109RC  Dividend may be franked if taken to be paid because of family law obligation

             (1)  This section applies if a dividend is taken to be paid under this Division because of a family law obligation.

             (2)  Subparagraph 202‑45(g)(i) of the Income Tax Assessment Act 1997 does not make the amount of the dividend unfrankable.

             (3)  The dividend can be franked in accordance with Part 3‑6 of the Income Tax Assessment Act 1997 only if:

                     (a)  the dividend is franked at the private company’s benchmark franking percentage for the franking period in which the dividend is taken to be paid; or

                     (b)  if the private company does not have a benchmark franking percentage for the period—the dividend is franked at a franking percentage of 100%.

             (4)  For the purposes of subsection (3), if the recipient of the dividend is not a member of the private company for the purposes of Part 3‑6 of the Income Tax Assessment Act 1997, treat that recipient as such a member.

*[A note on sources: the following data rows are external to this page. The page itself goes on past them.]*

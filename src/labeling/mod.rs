//! Delayed directional labels.
//!
//! An observation `(t, price)` is labeled once a later call reports a time
//! at least `horizon_ms` past `t`. The label compares the price at that later
//! time against the observed price:
//!
//! ```text
//! ret   = (current_price - price) / price
//! label = Flat  if |ret| <  threshold
//!         Up    if  ret  >  0
//!         Down  otherwise
//! ```

use serde::{Deserialize, Serialize};
use std::collections::VecDeque;
use std::fmt;
use tracing::{trace, warn};

/// Basis points per unit of return
const BPS: f64 = 10_000.0;

/// Default labeling horizon in milliseconds
pub const DEFAULT_HORIZON_MS: u64 = 5_000;

/// Default flat band in basis points
pub const DEFAULT_FLAT_THRESHOLD_BPS: f64 = 0.3;

/// Direction of the mid-price move over the horizon.
#[derive(Debug, Clone, Copy, PartialEq, Eq, PartialOrd, Ord, Hash, Serialize, Deserialize)]
#[serde(into = "i8", try_from = "i8")]
pub enum Label {
    /// Price fell by at least the threshold
    Down = -1,
    /// Price moved less than the threshold
    Flat = 0,
    /// Price rose by at least the threshold
    Up = 1,
}

impl Label {
    /// Integer encoding used by training data: -1, 0, 1
    #[inline]
    pub fn as_int(self) -> i8 {
        self as i8
    }

    /// Classify a relative return against a flat band.
    pub fn from_return(ret: f64, flat_threshold: f64) -> Self {
        if ret.abs() < flat_threshold {
            Label::Flat
        } else if ret > 0.0 {
            Label::Up
        } else {
            Label::Down
        }
    }
}

impl From<Label> for i8 {
    fn from(label: Label) -> Self {
        label.as_int()
    }
}

impl TryFrom<i8> for Label {
    type Error = String;

    fn try_from(value: i8) -> Result<Self, Self::Error> {
        match value {
            -1 => Ok(Label::Down),
            0 => Ok(Label::Flat),
            1 => Ok(Label::Up),
            other => Err(format!("invalid label value {other}, expected -1, 0 or 1")),
        }
    }
}

impl fmt::Display for Label {
    fn fmt(&self, f: &mut fmt::Formatter<'_>) -> fmt::Result {
        write!(f, "{}", self.as_int())
    }
}

/// Labeling settings.
#[derive(Debug, Clone, Copy, PartialEq, Serialize, Deserialize)]
#[serde(default)]
pub struct LabelConfig {
    /// Time after an observation at which it is labeled
    pub horizon_ms: u64,
    /// Half-width of the flat band, in basis points
    pub flat_threshold_bps: f64,
}

impl LabelConfig {
    /// Flat band as a fraction of price
    pub fn flat_threshold_fraction(&self) -> f64 {
        self.flat_threshold_bps / BPS
    }
}

impl Default for LabelConfig {
    fn default() -> Self {
        Self {
            horizon_ms: DEFAULT_HORIZON_MS,
            flat_threshold_bps: DEFAULT_FLAT_THRESHOLD_BPS,
        }
    }
}

/// FIFO buffer of observations awaiting their horizon.
///
/// Callers must feed non-decreasing timestamps to [`add_observation`]; the
/// buffer relies on that order to stop at the first observation still inside
/// the horizon and does not check it.
///
/// [`add_observation`]: LabelGenerator::add_observation
#[derive(Debug, Clone)]
pub struct LabelGenerator {
    horizon_ms: u64,
    flat_threshold: f64,
    buffer: VecDeque<(u64, f64)>,
}

impl LabelGenerator {
    /// Create a generator with a horizon and a flat band given as a fraction
    /// (0.3 bps is `0.00003`).
    pub fn new(horizon_ms: u64, flat_threshold: f64) -> Self {
        Self {
            horizon_ms,
            flat_threshold,
            buffer: VecDeque::new(),
        }
    }

    /// Create a generator from a [`LabelConfig`]
    pub fn from_config(config: &LabelConfig) -> Self {
        Self::new(config.horizon_ms, config.flat_threshold_fraction())
    }

    /// Labeling horizon in milliseconds
    pub fn horizon_ms(&self) -> u64 {
        self.horizon_ms
    }

    /// Flat band as a fraction of price
    pub fn flat_threshold(&self) -> f64 {
        self.flat_threshold
    }

    /// Observations still waiting for their horizon
    pub fn pending(&self) -> usize {
        self.buffer.len()
    }

    /// Buffer an observation for later labeling.
    pub fn add_observation(&mut self, timestamp_ms: u64, price: f64) {
        self.buffer.push_back((timestamp_ms, price));
    }

    /// Label and remove every buffered observation at least `horizon_ms` old.
    ///
    /// Stops at the first observation still inside the horizon. A current
    /// time earlier than an observation counts as inside the horizon.
    pub fn pop_ready_labels(
        &mut self,
        current_timestamp_ms: u64,
        current_price: f64,
    ) -> Vec<(u64, Label)> {
        let mut labels = Vec::new();

        while let Some(&(timestamp_ms, price)) = self.buffer.front() {
            let ready = current_timestamp_ms
                .checked_sub(timestamp_ms)
                .is_some_and(|age| age >= self.horizon_ms);
            if !ready {
                break;
            }
            self.buffer.pop_front();

            let label = if price == 0.0 {
                warn!(timestamp_ms, "observation with zero price, labeling flat");
                Label::Flat
            } else {
                let ret = (current_price - price) / price;
                Label::from_return(ret, self.flat_threshold)
            };
            trace!(timestamp_ms, %label, "label ready");
            labels.push((timestamp_ms, label));
        }

        labels
    }

    /// Drop every pending observation
    pub fn clear(&mut self) {
        self.buffer.clear();
    }
}

impl Default for LabelGenerator {
    fn default() -> Self {
        Self::from_config(&LabelConfig::default())
    }
}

109RD  Commissioner may extend period for repayments of amalgamated loan

             (1)  The Commissioner may make a decision under subsection (2) if:

                     (a)  section 109E operates with the result that a private company is taken to pay a particular dividend to a particular entity (the recipient); and

                     (b)  the shortfall mentioned in paragraph 109E(1)(c) arises because the recipient is unable to pay the private company the minimum yearly repayment mentioned in that paragraph because of circumstances beyond the recipient’s control.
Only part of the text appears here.